Whether you agree with the wisdom of long-run deficits or not, it's important to keep in mind that fiscal stimulus has been used to pump up the private sector since the Great Depression. The coming tax plan may contain an extension or increase of the depreciation allowance. That could help capital spending, one sector mostly missing in this recovery. Reducing the dividend tax rate may not necessarily boost the stock market. A boost will depend on how big the final cut is. Nonetheless, the federal budget's biggest lift to economic growth will come from its effect on consumers, who remain crucial to the strength of this economy.
Their importance was evident in the first quarter, when real personal spending rose at an annual rate of only 1.4% -- the slowest pace in 1 1/2 years -- and real gross domestic product increased a paltry 1.6%. War jitters, higher energy costs, and bad weather caused much of the slowdown, and the reversal of these factors should boost growth in the second quarter. But ratcheting up real GDP growth in the second half will depend on consumers and businesses having the money as well as the confidence to spend at a faster pace than they have in the past year.
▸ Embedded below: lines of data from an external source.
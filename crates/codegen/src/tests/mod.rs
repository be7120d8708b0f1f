//! Tests for SDK code generation

use super::*;


#[cfg(test)]
mod generation_tests {
    use super::*;

    #[test]
    fn test_generation_config_defaults() {
        let config = GenerationConfig::new(Language::Go, SdkMode::OffChain);

        assert_eq!(config.destination, PathBuf::from("cpm_out/offchain/go/"));
        assert!(config.script_hash.is_zero());
        assert!(config.namespace.is_none());
        assert!(!config.dry_run);
    }

    #[test]
    fn test_generation_config_builders() {
        let hash: ScriptHash = "0xef4073a0f2b305a38ec4050e4d3d28bc40ea63f5".parse().unwrap();
        let config = GenerationConfig::new(Language::CSharp, SdkMode::OnChain)
            .with_destination("sdk/csharp")
            .with_script_hash(hash)
            .with_namespace("Acme");

        assert_eq!(config.destination, PathBuf::from("sdk/csharp"));
        assert_eq!(config.script_hash, hash);
        assert_eq!(config.namespace.as_deref(), Some("Acme"));
    }

    #[test]
    fn test_default_destinations() {
        assert_eq!(default_destination(Language::Python, SdkMode::OnChain), "cpm_out/onchain/python/");
        assert_eq!(default_destination(Language::TypeScript, SdkMode::OffChain), "cpm_out/offchain/ts/");
    }

    #[test]
    fn test_unsupported_combination_writes_nothing() {
        let manifest = Manifest::from_json(r#"{"name": "X", "abi": {"methods": [], "events": []}}"#).unwrap();
        let config = GenerationConfig::new(Language::TypeScript, SdkMode::OnChain);
        let mut sink = MemorySink::new();

        let err = generate_sdk(&manifest, &config, &mut sink).unwrap_err();
        assert!(matches!(err, cpm_core::Error::Config(_)));
        assert!(sink.is_empty());
    }
}
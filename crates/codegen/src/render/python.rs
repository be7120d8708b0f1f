use cpm_core::{ParamType, Result};
use serde_json::json;

use super::{RenderedFile, Renderer};
use crate::mapper::{PythonOffChainMapper, TypeMapper};
use crate::template::{snake_folder_name, ContractTemplate, MethodTemplate};
use crate::templates::TemplateManager;
use crate::GenerationConfig;

const KEYWORDS: &[&str] = &[
    "False", "None", "True", "and", "as", "assert", "async", "await", "break", "class",
    "continue", "def", "del", "elif", "else", "except", "finally", "for", "from", "global",
    "if", "import", "in", "is", "lambda", "nonlocal", "not", "or", "pass", "raise", "return",
    "try", "while", "with", "yield",
];

/// Argument name usable as a Python identifier
fn identifier(name: &str) -> String {
    if KEYWORDS.contains(&name) {
        format!("{}_", name)
    } else {
        name.to_string()
    }
}

/// neo3-boa contract stub
pub struct PythonOnChainRenderer;

impl Renderer for PythonOnChainRenderer {
    fn render_files(
        &self,
        ctr: &ContractTemplate,
        _config: &GenerationConfig,
        templates: &TemplateManager,
    ) -> Result<Vec<RenderedFile>> {
        let methods = if ctr.methods.is_empty() {
            "    pass\n".to_string()
        } else {
            ctr.methods.iter().map(render_stub).collect()
        };

        let data = json!({
            "contract_name": ctr.contract_name,
            "hash": ctr.hash,
            "methods": methods,
        });
        let folder = snake_folder_name(&ctr.manifest_name);

        Ok(vec![
            RenderedFile::new(
                format!("{}/__init__.py", folder),
                templates.render("python_init", &data)?,
            ),
            RenderedFile::new(
                format!("{}/contract.py", folder),
                templates.render("python_onchain", &data)?,
            ),
        ])
    }
}

fn render_stub(method: &MethodTemplate) -> String {
    let params = method
        .arguments
        .iter()
        .map(|a| format!("{}: {}", identifier(&a.name), a.type_name))
        .collect::<Vec<_>>()
        .join(", ");
    format!(
        "\n    @staticmethod\n    def {}({}) -> {}:\n        pass\n",
        method.name, params, method.return_type
    )
}

/// neo-mamba `GenericContract` wrapper
pub struct PythonOffChainRenderer;

impl Renderer for PythonOffChainRenderer {
    fn render_files(
        &self,
        ctr: &ContractTemplate,
        _config: &GenerationConfig,
        templates: &TemplateManager,
    ) -> Result<Vec<RenderedFile>> {
        let mapper = PythonOffChainMapper;
        let mut methods = String::new();
        for method in &ctr.methods {
            match (method.safe, method.returns_iterator()) {
                (true, true) => methods.push_str(&render_generator(&method.name, method)),
                (true, false) => methods.push_str(&render_method(method, &mapper)),
                (false, true) => {
                    methods.push_str(&render_method(method, &mapper));
                    methods.push_str(&render_generator(&format!("test_{}", method.name), method));
                }
                (false, false) => {
                    methods.push_str(&render_method(method, &mapper));
                    methods.push_str(&render_test(method, &mapper));
                }
            }
        }

        let content = templates.render(
            "python_offchain",
            &json!({
                "contract_name": ctr.contract_name,
                "hash": ctr.hash,
                "has_iterators": ctr.has_iterators(),
                "methods": methods,
            }),
        )?;
        let folder = snake_folder_name(&ctr.manifest_name);

        Ok(vec![
            RenderedFile::new(format!("{}/__init__.py", folder), String::new()),
            RenderedFile::new(format!("{}/contract_off_chain_sdk.py", folder), content),
        ])
    }
}

fn typed_parameters(method: &MethodTemplate) -> String {
    method
        .arguments
        .iter()
        .map(|a| format!(", {}: {}", identifier(&a.name), a.type_name))
        .collect()
}

fn argument_names(method: &MethodTemplate) -> String {
    method
        .arguments
        .iter()
        .map(|a| identifier(&a.name))
        .collect::<Vec<_>>()
        .join(", ")
}

/// Address conversion and invocation script shared by every method flavour
fn script(method: &MethodTemplate, unwrap_iterator: bool) -> String {
    let mut out = String::new();
    for argument in &method.arguments {
        if argument.type_abi == ParamType::Hash160 {
            let name = identifier(&argument.name);
            out.push_str(&format!("\t\t{} = _check_address_and_convert({})\n", name, name));
        }
    }

    let iterator = if unwrap_iterator { "_and_unwrap_iterator" } else { "" };
    let emit = if method.arguments.is_empty() {
        format!(
            ".emit_contract_call{}(self.hash, \"{}\")",
            iterator, method.name_abi
        )
    } else {
        format!(
            ".emit_contract_call_with_args{}(self.hash, \"{}\", [{}])",
            iterator,
            method.name_abi,
            argument_names(method)
        )
    };
    out.push_str(&format!(
        "\t\tscript = (\n\t\t\tvm.ScriptBuilder()\n\t\t\t{}\n\t\t\t.to_array()\n\t\t)\n",
        emit
    ));
    out
}

/// Method returning a `ContractMethodResult`, usable with both facade invoke and test invoke
fn render_method(method: &MethodTemplate, mapper: &dyn TypeMapper) -> String {
    // The neo-mamba unwrap table is total
    let unwrap = mapper
        .unwrap_expression(method.return_type_abi)
        .unwrap_or("unwrap.item");
    format!(
        "\n\tdef {}(self{}) -> ContractMethodResult[{}]:\n{}\t\treturn ContractMethodResult(script, {})\n",
        method.name,
        typed_parameters(method),
        mapper.return_type(method.return_type_abi),
        script(method, method.returns_iterator()),
        unwrap
    )
}

/// Test invocation of a state-changing method through the given RPC client
fn render_test(method: &MethodTemplate, mapper: &dyn TypeMapper) -> String {
    let unwrap = mapper
        .unwrap_expression(method.return_type_abi)
        .unwrap_or("unwrap.item");
    let result = if method.returns_void() {
        format!("\t\t{}(res)\n", unwrap)
    } else {
        format!("\t\treturn {}(res)\n", unwrap)
    };
    format!(
        "\n\tasync def test_{}(self, rpc: noderpc.NeoRpcClient{}) -> {}:\n\t\tres = await rpc.invoke_script(self.{}({}).script)\n{}",
        method.name,
        typed_parameters(method),
        mapper.return_type(method.return_type_abi),
        method.name,
        argument_names(method),
        result
    )
}

/// Async generator paging through the iterator returned by the method
fn render_generator(name: &str, method: &MethodTemplate) -> String {
    format!(
        "\n\tasync def {name}(self, rpc: noderpc.NeoRpcClient{params}, items_per_request: int = 20) -> AsyncGenerator[list, None]:\n\
         {script}\
         \t\tres = await rpc.invoke_script(script)\n\
         \t\titerator = unwrap.item(res)\n\
         \t\tif iterator.type != noderpc.StackItemType.INTEROP_INTERFACE or res.session_id is None:\n\
         \t\t\traise ValueError(res.exception or \"unrecognized response\")\n\
         \t\twhile True:\n\
         \t\t\titems = await rpc.traverse_iterator(res.session_id, iterator.value, items_per_request)\n\
         \t\t\tif len(items) == 0:\n\
         \t\t\t\tbreak\n\
         \t\t\tif any(item.type == noderpc.StackItemType.INTEROP_INTERFACE for item in items):\n\
         \t\t\t\traise ValueError(\"can not have an iterator inside another iterator\")\n\
         \t\t\tyield items\n",
        name = name,
        params = typed_parameters(method),
        script = script(method, false),
    )
}
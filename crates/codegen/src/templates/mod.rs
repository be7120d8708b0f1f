//! Template system for SDK code generation
//!
//! Contains the Handlebars skeletons for every generated file. Method bodies
//! are assembled by the renderers and spliced in as pre-rendered sections.

use cpm_core::{Error, Result};
use handlebars::Handlebars;

const TEMPLATES: &[(&str, &str)] = &[
    ("csharp_contract", include_str!("csharp_contract.hbs")),
    ("go_onchain", include_str!("go_onchain.hbs")),
    ("go_offchain", include_str!("go_offchain.hbs")),
    ("java_onchain", include_str!("java_onchain.hbs")),
    ("java_offchain", include_str!("java_offchain.hbs")),
    ("python_init", include_str!("python_init.hbs")),
    ("python_onchain", include_str!("python_onchain.hbs")),
    ("python_offchain", include_str!("python_offchain.hbs")),
    ("ts_api", include_str!("ts_api.hbs")),
    ("ts_class", include_str!("ts_class.hbs")),
    ("ts_index", include_str!("ts_index.hbs")),
];

/// Template manager for SDK code generation
pub struct TemplateManager {
    handlebars: Handlebars<'static>,
}

impl TemplateManager {
    /// Create a new template manager and register all templates
    pub fn new() -> Result<Self> {
        let mut handlebars = Handlebars::new();
        // Generated sources are not HTML
        handlebars.register_escape_fn(handlebars::no_escape);
        handlebars.set_strict_mode(true);

        Self::register_templates(&mut handlebars)?;

        Ok(Self { handlebars })
    }

    /// Register all built-in templates
    fn register_templates(handlebars: &mut Handlebars) -> Result<()> {
        for (name, source) in TEMPLATES {
            handlebars
                .register_template_string(name, *source)
                .map_err(|e| Error::template(format!("Failed to register {} template: {}", name, e)))?;
        }
        Ok(())
    }

    /// Render a template with the given data
    pub fn render(&self, template_name: &str, data: &serde_json::Value) -> Result<String> {
        self.handlebars
            .render(template_name, data)
            .map_err(|e| Error::template(format!("Failed to render template {}: {}", template_name, e)))
    }

    /// Get list of available templates
    pub fn available_templates(&self) -> Vec<String> {
        let mut names: Vec<String> = self.handlebars.get_templates().keys().cloned().collect();
        names.sort();
        names
    }
}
THAT'S WHERE THE TAX PLAN comes in. Tax relief has been a key engine for domestic demand because past cuts have pushed the average tax burden on consumers back to 1994 levels (chart). Real aftertax income grew by 4.3% in 2002. The gain was triple the rise in real before-tax income, and it helped real consumer spending to advance 3.1%, accounting for 90% of real GDP growth last year. The gap between the two measures of income narrowed last quarter, although take-home earnings still rose a bit faster than pretax income.
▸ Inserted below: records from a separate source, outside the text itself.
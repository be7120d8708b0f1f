//! Renderers turning a [`ContractTemplate`] into source files
//!
//! A renderer first produces every file as a string and only then writes them
//! through an [`OutputSink`], so a failing template never leaves a partial SDK.

mod csharp;
mod golang;
mod java;
mod python;
mod typescript;

pub use csharp::CSharpRenderer;
pub use golang::{GoOffChainRenderer, GoOnChainRenderer};
pub use java::{JavaOffChainRenderer, JavaOnChainRenderer};
pub use python::{PythonOffChainRenderer, PythonOnChainRenderer};
pub use typescript::TypeScriptRenderer;

use cpm_core::{Error, Result};
use std::path::PathBuf;

use crate::mapper::{Language, SdkMode};
use crate::sink::{write_file, OutputSink};
use crate::template::{Argument, ContractTemplate};
use crate::templates::TemplateManager;
use crate::GenerationConfig;

/// A generated file, relative to the destination directory
#[derive(Debug, Clone, PartialEq, Eq)]
pub struct RenderedFile {
    pub path: PathBuf,
    pub content: String,
}

impl RenderedFile {
    pub fn new(path: impl Into<PathBuf>, content: String) -> Self {
        Self {
            path: path.into(),
            content,
        }
    }
}

/// Emits the SDK for one language and mode
pub trait Renderer: Send + Sync {
    /// Render every file of the SDK without touching the sink
    fn render_files(
        &self,
        ctr: &ContractTemplate,
        config: &GenerationConfig,
        templates: &TemplateManager,
    ) -> Result<Vec<RenderedFile>>;

    /// Render and write all files under `config.destination`.
    ///
    /// Returns the written paths.
    fn render(
        &self,
        ctr: &ContractTemplate,
        sink: &mut dyn OutputSink,
        config: &GenerationConfig,
        templates: &TemplateManager,
    ) -> Result<Vec<PathBuf>> {
        let files = self.render_files(ctr, config, templates)?;
        sink.create_dir_all(&config.destination)?;

        let mut written = Vec::with_capacity(files.len());
        for file in files {
            let path = config.destination.join(&file.path);
            write_file(sink, &path, &file.content)?;
            written.push(path);
        }
        Ok(written)
    }
}

static CSHARP: CSharpRenderer = CSharpRenderer;
static GO_ON_CHAIN: GoOnChainRenderer = GoOnChainRenderer;
static GO_OFF_CHAIN: GoOffChainRenderer = GoOffChainRenderer;
static JAVA_ON_CHAIN: JavaOnChainRenderer = JavaOnChainRenderer;
static JAVA_OFF_CHAIN: JavaOffChainRenderer = JavaOffChainRenderer;
static PYTHON_ON_CHAIN: PythonOnChainRenderer = PythonOnChainRenderer;
static PYTHON_OFF_CHAIN: PythonOffChainRenderer = PythonOffChainRenderer;
static TYPESCRIPT: TypeScriptRenderer = TypeScriptRenderer;

/// Select the renderer for a language and mode
pub fn renderer_for(language: Language, mode: SdkMode) -> Result<&'static dyn Renderer> {
    match (language, mode) {
        (Language::CSharp, SdkMode::OnChain) => Ok(&CSHARP),
        (Language::Go, SdkMode::OnChain) => Ok(&GO_ON_CHAIN),
        (Language::Go, SdkMode::OffChain) => Ok(&GO_OFF_CHAIN),
        (Language::Java, SdkMode::OnChain) => Ok(&JAVA_ON_CHAIN),
        (Language::Java, SdkMode::OffChain) => Ok(&JAVA_OFF_CHAIN),
        (Language::Python, SdkMode::OnChain) => Ok(&PYTHON_ON_CHAIN),
        (Language::Python, SdkMode::OffChain) => Ok(&PYTHON_OFF_CHAIN),
        (Language::TypeScript, SdkMode::OffChain) => Ok(&TYPESCRIPT),
        (language, mode) => Err(Error::config(format!(
            "{} SDK generation is not supported for {}",
            mode, language
        ))),
    }
}

/// Join arguments as `<type> <name>` pairs or any other shape
fn join_arguments(arguments: &[Argument], f: impl Fn(&Argument) -> String) -> String {
    arguments.iter().map(f).collect::<Vec<_>>().join(", ")
}

#[cfg(test)]
mod tests {
    use super::*;
    use crate::sink::MemorySink;
    use crate::{mapper_for, GenerationConfig};
    use cpm_core::Manifest;

    fn manifest() -> Manifest {
        Manifest::from_value(serde_json::json!({
            "name": "Counter",
            "abi": {"methods": [
                {"name": "get", "parameters": [], "returntype": "Integer", "safe": true}
            ], "events": []}
        }))
        .unwrap()
    }

    #[test]
    fn test_unsupported_combinations() {
        assert!(renderer_for(Language::CSharp, SdkMode::OffChain).is_err());
        assert!(renderer_for(Language::TypeScript, SdkMode::OnChain).is_err());
        for language in Language::ALL {
            for mode in SdkMode::ALL {
                assert_eq!(renderer_for(language, mode).is_ok(), language.supports(mode));
            }
        }
    }

    #[test]
    fn test_render_writes_under_destination() {
        let config = GenerationConfig::new(Language::Java, SdkMode::OnChain).with_destination("out/java");
        let ctr = ContractTemplate::build(&manifest(), mapper_for(Language::Java, SdkMode::OnChain), &config).unwrap();
        let templates = TemplateManager::new().unwrap();
        let mut sink = MemorySink::new();

        let written = renderer_for(Language::Java, SdkMode::OnChain)
            .unwrap()
            .render(&ctr, &mut sink, &config, &templates)
            .unwrap();

        assert_eq!(written, vec![PathBuf::from("out/java/Counter.java")]);
        assert!(sink.file("out/java/Counter.java").unwrap().contains("public native int get();"));
    }
}
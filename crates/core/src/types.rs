use serde::{Deserialize, Deserializer, Serialize, Serializer};
use std::fmt;
use std::str::FromStr;

use crate::error::{Error, Result};

/// Length of a contract script hash in bytes
pub const SCRIPT_HASH_SIZE: usize = 20;

/// Contract script hash
///
/// Bytes are kept in VM order. The textual form is the conventional
/// little-endian display string (`0x` followed by the bytes reversed), which is
/// what nodes, `neoxp` and the config file use.
#[derive(Debug, Clone, Copy, PartialEq, Eq, Hash, Default, PartialOrd, Ord)]
pub struct ScriptHash([u8; SCRIPT_HASH_SIZE]);

impl ScriptHash {
    /// The all-zero hash, used when generating an SDK for an undeployed contract
    pub const ZERO: ScriptHash = ScriptHash([0u8; SCRIPT_HASH_SIZE]);

    /// Create a script hash from bytes in VM order
    pub fn from_bytes(bytes: [u8; SCRIPT_HASH_SIZE]) -> Self {
        Self(bytes)
    }

    /// Parse the display form, with or without the `0x` prefix
    pub fn from_str_le(s: &str) -> Result<Self> {
        let trimmed = s.trim();
        let hex_part = trimmed
            .strip_prefix("0x")
            .or_else(|| trimmed.strip_prefix("0X"))
            .unwrap_or(trimmed);

        if hex_part.len() != SCRIPT_HASH_SIZE * 2 {
            return Err(Error::parse(format!(
                "script hash '{}' must be {} hex characters",
                s,
                SCRIPT_HASH_SIZE * 2
            )));
        }

        let decoded = hex::decode(hex_part)
            .map_err(|e| Error::parse(format!("invalid script hash '{}': {}", s, e)))?;

        let mut bytes = [0u8; SCRIPT_HASH_SIZE];
        for (dst, src) in bytes.iter_mut().zip(decoded.iter().rev()) {
            *dst = *src;
        }
        Ok(Self(bytes))
    }

    /// Display form without the `0x` prefix
    pub fn to_string_le(&self) -> String {
        let reversed: Vec<u8> = self.0.iter().rev().copied().collect();
        hex::encode(reversed)
    }

    /// Bytes in VM order
    pub fn as_bytes(&self) -> &[u8; SCRIPT_HASH_SIZE] {
        &self.0
    }

    /// Whether this is the all-zero hash
    pub fn is_zero(&self) -> bool {
        self.0.iter().all(|b| *b == 0)
    }
}

impl fmt::Display for ScriptHash {
    fn fmt(&self, f: &mut fmt::Formatter<'_>) -> fmt::Result {
        write!(f, "0x{}", self.to_string_le())
    }
}

impl FromStr for ScriptHash {
    type Err = Error;

    fn from_str(s: &str) -> Result<Self> {
        Self::from_str_le(s)
    }
}

impl Serialize for ScriptHash {
    fn serialize<S: Serializer>(&self, serializer: S) -> std::result::Result<S::Ok, S::Error> {
        serializer.serialize_str(&self.to_string())
    }
}

impl<'de> Deserialize<'de> for ScriptHash {
    fn deserialize<D: Deserializer<'de>>(deserializer: D) -> std::result::Result<Self, D::Error> {
        let s = String::deserialize(deserializer)?;
        ScriptHash::from_str_le(&s).map_err(serde::de::Error::custom)
    }
}

#[cfg(test)]
mod tests {
    use super::*;

    const NEO_TOKEN: &str = "0xef4073a0f2b305a38ec4050e4d3d28bc40ea63f5";

    #[test]
    fn test_display_round_trip() {
        let hash: ScriptHash = NEO_TOKEN.parse().unwrap();
        assert_eq!(hash.to_string(), NEO_TOKEN);
        assert_eq!(hash.to_string_le(), &NEO_TOKEN[2..]);
    }

    #[test]
    fn test_prefix_is_optional() {
        let with: ScriptHash = NEO_TOKEN.parse().unwrap();
        let without: ScriptHash = NEO_TOKEN[2..].parse().unwrap();
        assert_eq!(with, without);
    }

    #[test]
    fn test_bytes_are_reversed_display() {
        let hash: ScriptHash = NEO_TOKEN.parse().unwrap();
        assert_eq!(hash.as_bytes()[0], 0xf5);
        assert_eq!(hash.as_bytes()[19], 0xef);
    }

    #[test]
    fn test_rejects_bad_input() {
        assert!(ScriptHash::from_str_le("0x1234").is_err());
        assert!(ScriptHash::from_str_le("zz4073a0f2b305a38ec4050e4d3d28bc40ea63f5").is_err());
    }

    #[test]
    fn test_zero_hash() {
        assert!(ScriptHash::ZERO.is_zero());
        assert_eq!(
            ScriptHash::ZERO.to_string(),
            "0x0000000000000000000000000000000000000000"
        );
    }

    #[test]
    fn test_serde_uses_display_form() {
        let hash: ScriptHash = NEO_TOKEN.parse().unwrap();
        let json = serde_json::to_string(&hash).unwrap();
        assert_eq!(json, format!("\"{}\"", NEO_TOKEN));
        let back: ScriptHash = serde_json::from_str(&json).unwrap();
        assert_eq!(back, hash);
    }
}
Although the final plan is still weeks away, tax relief for individuals is expected to total about $150 billion over the next 17 months. That means by the end of the next fiscal year in September, 2004, disposable income would be about 2% higher than it would be without the tax cuts. That should go a long way toward increasing spending, especially if the cuts are front-loaded into 2003.
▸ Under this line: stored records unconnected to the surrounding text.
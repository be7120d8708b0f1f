use convert_case::{Case, Casing};
use cpm_core::ParamType;

use super::{Language, TypeMapper};

/// Neo C# devpack types
pub struct CSharpMapper;

impl TypeMapper for CSharpMapper {
    fn language(&self) -> Language {
        Language::CSharp
    }

    fn map_type(&self, ty: ParamType) -> &'static str {
        match ty {
            ParamType::Any => "object",
            ParamType::Boolean => "bool",
            ParamType::InteropInterface => "object",
            ParamType::Integer => "BigInteger",
            ParamType::ByteArray => "byte[]",
            ParamType::String => "string",
            ParamType::Hash160 => "UInt160",
            ParamType::Hash256 => "UInt256",
            ParamType::PublicKey => "ECPoint",
            ParamType::Array => "object[]",
            ParamType::Map => "Map<object, object>",
            ParamType::Void => "void",
        }
    }

    fn map_method_name(&self, name: &str) -> String {
        name.to_case(Case::Pascal)
    }
}
//! Minimal Neo JSON-RPC client used to fetch contract manifests

use cpm_core::{Error, Manifest, Result, ScriptHash};
use serde::Deserialize;
use serde_json::{json, Value};
use tracing::debug;

/// JSON-RPC error object
#[derive(Debug, Deserialize)]
struct RpcError {
    code: i64,
    message: String,
}

#[derive(Debug, Deserialize)]
struct RpcResponse {
    #[serde(default)]
    result: Option<Value>,
    #[serde(default)]
    error: Option<RpcError>,
}

/// Deployed contract as reported by `getcontractstate`
#[derive(Debug, Clone)]
pub struct ContractState {
    pub id: i64,
    pub hash: ScriptHash,
    /// Manifest exactly as the node returned it
    pub manifest_json: Value,
    pub manifest: Manifest,
}

/// JSON-RPC 2.0 client for a single node
#[derive(Debug, Clone)]
pub struct RpcClient {
    client: reqwest::Client,
    url: String,
}

impl RpcClient {
    pub fn new<S: Into<String>>(url: S) -> Self {
        Self {
            client: reqwest::Client::new(),
            url: url.into(),
        }
    }

    pub fn url(&self) -> &str {
        &self.url
    }

    /// Send a JSON-RPC request and return its `result`
    pub async fn call(&self, method: &str, params: Value) -> Result<Value> {
        let request = json!({
            "jsonrpc": "2.0",
            "id": 1,
            "method": method,
            "params": params,
        });

        let response = self
            .client
            .post(&self.url)
            .header("Content-Type", "application/json")
            .json(&request)
            .send()
            .await
            .map_err(|e| Error::network(format!("{} request to {} failed: {}", method, self.url, e)))?;

        let status = response.status();
        if !status.is_success() {
            return Err(Error::network(format!(
                "{} request to {} returned HTTP {}",
                method, self.url, status
            )));
        }

        let body: RpcResponse = response
            .json()
            .await
            .map_err(|e| Error::parse(format!("invalid JSON-RPC response from {}: {}", self.url, e)))?;

        if let Some(error) = body.error {
            return Err(Error::network(format!(
                "RPC error {}: {}",
                error.code, error.message
            )));
        }

        body.result
            .ok_or_else(|| Error::network(format!("{} response from {} has no result", method, self.url)))
    }

    /// Fetch the deployed state of a contract
    pub async fn get_contract_state(&self, hash: &ScriptHash) -> Result<ContractState> {
        let result = self
            .call("getcontractstate", json!([hash.to_string()]))
            .await?;

        let id = result.get("id").and_then(Value::as_i64).unwrap_or_default();
        let hash = match result.get("hash").and_then(Value::as_str) {
            Some(s) => ScriptHash::from_str_le(s)?,
            None => *hash,
        };
        let manifest_json = result
            .get("manifest")
            .cloned()
            .ok_or_else(|| Error::manifest("contract state has no manifest"))?;
        let manifest = Manifest::from_value(manifest_json.clone())?;

        Ok(ContractState {
            id,
            hash,
            manifest_json,
            manifest,
        })
    }
}

/// Fetch a contract state from the first host that answers
pub async fn fetch_manifest_from_hosts(hash: &ScriptHash, hosts: &[String]) -> Result<ContractState> {
    for host in hosts {
        match RpcClient::new(host.as_str()).get_contract_state(hash).await {
            Ok(state) => return Ok(state),
            Err(e) => debug!("Fetching manifest of {} from {} failed: {}", hash, host, e),
        }
    }
    Err(Error::network(format!(
        "Failed to fetch manifest of {} from {} host(s)",
        hash,
        hosts.len()
    )))
}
Fiscal stimulus will have to play a central role in the second half because the economy is facing other drags. The SARS epidemic is a potential threat to trade, especially with Southeast Asia. The Federal Reserve's Apr. 23 Beige Book report on regional economies noted a falloff in Asian tourists visiting the West Coast, expected cuts in aircraft orders, and at least one supply delay because of a SARS-related plant shutdown in Asia.
And don't expect job growth to turn around soon. Productivity, not labor input, has generated all the growth in output since the recession began in early 2001. So companies have little need to hire workers.
THE GOOD NEWS is that increased output per hour worked is slowing the growth in unit labor costs. Consequently, even in a time of weak revenue growth, such as the first quarter, companies were able to make more money. And they used that money to boost their profits as well as to increase pay. Compensation for private workers rose 1.4% in the first quarter, vs. the fourth quarter, and 3.8% from a year ago.
Because of an increase in health-care insurance and pension payments, benefits jumped 2.4% in the quarter, or 6.1% from year-earlier levels. Yet despite the cost squeeze from bennies, companies still increased wages and salaries by 1%, double the gain of the fourth quarter. Compared with a year ago, wages and salaries are up 3%, equal to the recent energy-boosted inflation rate.
Pay should keep advancing in coming quarters, even if the unemployment rate pops up above 6%. First, productivity shows no signs of slowing, which means companies can continue to raise the pay of their workforce. Second, falling oil prices mean inflation is coming down from its 3% yearly pace in March. Cheaper gas and fuel will give households more money to spend on other items.
The latest readings on consumer confidence and weekly reports on store sales suggest consumers are already in a mood to spend. The Conference Board's index of consumer confidence surged in April, to 81, from 61.4 in March. The end of the Iraq war lifted both consumers' view of the current economic conditions and their outlook for six months from now (chart).
With war jitters easing, consumers went shopping. Store sales in April are running well ahead of March figures, and the return of zero-percent financing probably pushed vehicle sales last month above their March annual rate of 16.1 million. As a result, consumer spending began the second quarter with a good head of steam. That should pump up the overall real GDP numbers, generating stronger momentum heading into the second half, when the federal tax cuts should kick in.
CONSUMERS, HOWEVER, won't be able to spend all that extra money at their local malls and car dealers. They will face a bigger tax bite from their state and local governments, which will dampen growth. For most of the 1990s, state and local government receipts followed the same growth trend as the federal government. But because most state constitutions require balanced budgets, the trends split in late 2001 when the recession caused a steep fall in tax payments at the same time demand for unemployment benefits and other safety-net programs ballooned (chart). By the first quarter of 2003, personal payments to state and local governments were up $14 billion from a year ago, while federal taxes were still falling, at a rate of $42.6 billion.
The gap will worsen in coming months. According to the National Conference of State Legislatures, states have a cumulative budget deficit of about $21 billion for the current fiscal year that ends on June 30, plus a total gap of $78 billion for fiscal 2004. The states' coming fiscal drag from higher taxes or spending cuts will offset about two-thirds of the stimulus expected from Washington.
But as the first quarter's GDP data show, the economy is not growing at a pace that makes this recovery feel like the real thing or that brings down the unemployment rate by any significant degree. This economy needs whatever help it will get from Washington. And one-third of a loaf is better than none.